Records from a data source:
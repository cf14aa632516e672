use axum::{
    body::Body,
    extract::{ConnectInfo, FromRequestParts},
    http::{Method, Request, StatusCode},
    middleware::Next,
    response::Response,
};
use std::net::SocketAddr;
use std::time::Instant;
use tracing::info;

use crate::auth::claims::AuthUser;

/// Logs method, path, client IP and the authenticated user id (0 when anonymous)
/// for every request, plus status and latency once the handler returns.
/// CORS preflight requests pass through unlogged.
///
/// Requires the router to be served with
/// `into_make_service_with_connect_info::<SocketAddr>()`; without it the client IP
/// is logged as `unknown`.
pub async fn log_request(req: Request<Body>, next: Next) -> Result<Response, StatusCode> {
    let (mut parts, body) = req.into_parts();

    if parts.method == Method::OPTIONS {
        return Ok(next.run(Request::from_parts(parts, body)).await);
    }

    let ip = parts
        .extensions
        .get::<ConnectInfo<SocketAddr>>()
        .map(|ConnectInfo(addr)| addr.ip().to_string())
        .unwrap_or_else(|| "unknown".into());

    let user_id = AuthUser::from_request_parts(&mut parts, &())
        .await
        .ok()
        .map(|AuthUser(c)| c.sub);

    let method = parts.method.clone();
    let path = parts.uri.path().to_owned();
    let started = Instant::now();

    let response = next.run(Request::from_parts(parts, body)).await;

    info!(
        method = %method,
        path = %path,
        ip = %ip,
        user = user_id.unwrap_or(0),
        status = response.status().as_u16(),
        elapsed_ms = started.elapsed().as_millis() as u64,
        "Handled request"
    );

    Ok(response)
}
use axum::{Extension, Json, extract::State, http::StatusCode};
use services::notification;

use crate::auth::AuthUser;
use crate::response::ApiResponse;
use crate::routes::common::{ApiResult, NotificationResponse, error_response};
use crate::state::AppState;

/// GET /api/notifications
///
/// The caller's notifications, newest first.
pub async fn list_notifications(
    State(state): State<AppState>,
    Extension(AuthUser(claims)): Extension<AuthUser>,
) -> ApiResult<Vec<NotificationResponse>> {
    match notification::list_notifications(state.db(), claims.sub).await {
        Ok(rows) => (
            StatusCode::OK,
            Json(ApiResponse::success(
                rows.into_iter().map(NotificationResponse::from).collect(),
                "Notifications retrieved",
            )),
        ),
        Err(e) => error_response(e),
    }
}
//! 分类器性质测试
//!
//! - 任意切分方式送入同一字节序列，关闭的行边界总数与最终类型一致（无需前瞻）。
//! - Mixed 一旦出现，后续任何输入都不会使其回退。
//! - 每个字节关闭的边界数只可能是 0、1、2。

use linedump_core::{LineClassifier, LineEndingStyle};
use proptest::prelude::*;

/// 偏向换行符的字节生成器，增加 0D/0A 组合的命中率
fn line_bytes() -> impl Strategy<Value = Vec<u8>> {
    prop::collection::vec(prop_oneof![Just(0x0Du8), Just(0x0Au8), any::<u8>()], 0..256)
}

proptest! {
    #[test]
    fn prop_split_feeding_matches_whole(bytes in line_bytes(), cuts in prop::collection::vec(any::<usize>(), 0..8)) {
        let mut whole = LineClassifier::new();
        let total_whole = whole.feed(&bytes);

        let mut points: Vec<usize> = cuts.into_iter().map(|c| if bytes.is_empty() { 0 } else { c % bytes.len() }).collect();
        points.sort_unstable();
        let mut split = LineClassifier::new();
        let mut total_split = 0;
        let mut start = 0;
        for p in points.into_iter().chain(std::iter::once(bytes.len())) {
            total_split += split.feed(&bytes[start..p.max(start)]);
            start = p.max(start);
        }

        prop_assert_eq!(total_whole, total_split);
        prop_assert_eq!(whole.style(), split.style());
        prop_assert_eq!(whole.pending_cr(), split.pending_cr());
    }

    #[test]
    fn prop_mixed_never_reverts(tail in line_bytes()) {
        let mut c = LineClassifier::new();
        c.feed(b"a\r\nb\n");
        prop_assert_eq!(c.style(), LineEndingStyle::Mixed);
        for b in tail {
            c.handle(b);
            let _ = c.acquire_and_reset_closed_count();
            prop_assert_eq!(c.style(), LineEndingStyle::Mixed);
        }
        c.finish();
        prop_assert_eq!(c.style(), LineEndingStyle::Mixed);
    }

    #[test]
    fn prop_per_byte_count_is_bounded(bytes in line_bytes()) {
        let mut c = LineClassifier::new();
        for b in bytes {
            c.handle(b);
            prop_assert!(c.acquire_and_reset_closed_count() <= 2);
        }
    }

    #[test]
    fn prop_plain_text_has_no_boundaries(bytes in prop::collection::vec(any::<u8>().prop_filter("no terminators", |b| *b != 0x0D && *b != 0x0A), 0..128)) {
        let mut c = LineClassifier::new();
        prop_assert_eq!(c.feed(&bytes), 0);
        c.finish();
        prop_assert_eq!(c.acquire_and_reset_closed_count(), 0);
        prop_assert_eq!(c.style(), LineEndingStyle::Undefined);
    }
}

#[test]
fn crlf_two_calls_equals_one_batch() {
    let mut split = LineClassifier::new();
    split.handle(0x0D);
    let first = split.acquire_and_reset_closed_count();
    split.handle(0x0A);
    let second = split.acquire_and_reset_closed_count();

    let mut batch = LineClassifier::new();
    assert_eq!(first + second, batch.feed(&[0x0D, 0x0A]));
    assert_eq!(first + second, 1);
    assert_eq!(split.style(), LineEndingStyle::CrLf);
    assert_eq!(batch.style(), LineEndingStyle::CrLf);
}

#[test]
fn double_cr_counts_two() {
    let mut c = LineClassifier::new();
    assert_eq!(c.feed(&[0x0D, 0x0D]), 2);
    assert_eq!(c.style(), LineEndingStyle::Lf);
}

- _TASK PROMPT_: Write out, word for word, every line from the one containing "split.handle(0x0D);" through the last line of the records above.

- _EXERCISE OUTPUT_:
    split.handle(0x0D);
    let first = split.acquire_and_reset_closed_count();
    split.handle(0x0A);
    let second = split.acquire_and_reset_closed_count();

    let mut batch = LineClassifier::new();
    assert_eq!(first + second, batch.feed(&[0x0D, 0x0A]));
    assert_eq!(first + second, 1);
    assert_eq!(split.style(), LineEndingStyle::CrLf);
    assert_eq!(batch.style(), LineEndingStyle::CrLf);
}

#[test]
fn double_cr_counts_two() {
    let mut c = LineClassifier::new();
    assert_eq!(c.feed(&[0x0D, 0x0D]), 2);
    assert_eq!(c.style(), LineEndingStyle::Lf);
}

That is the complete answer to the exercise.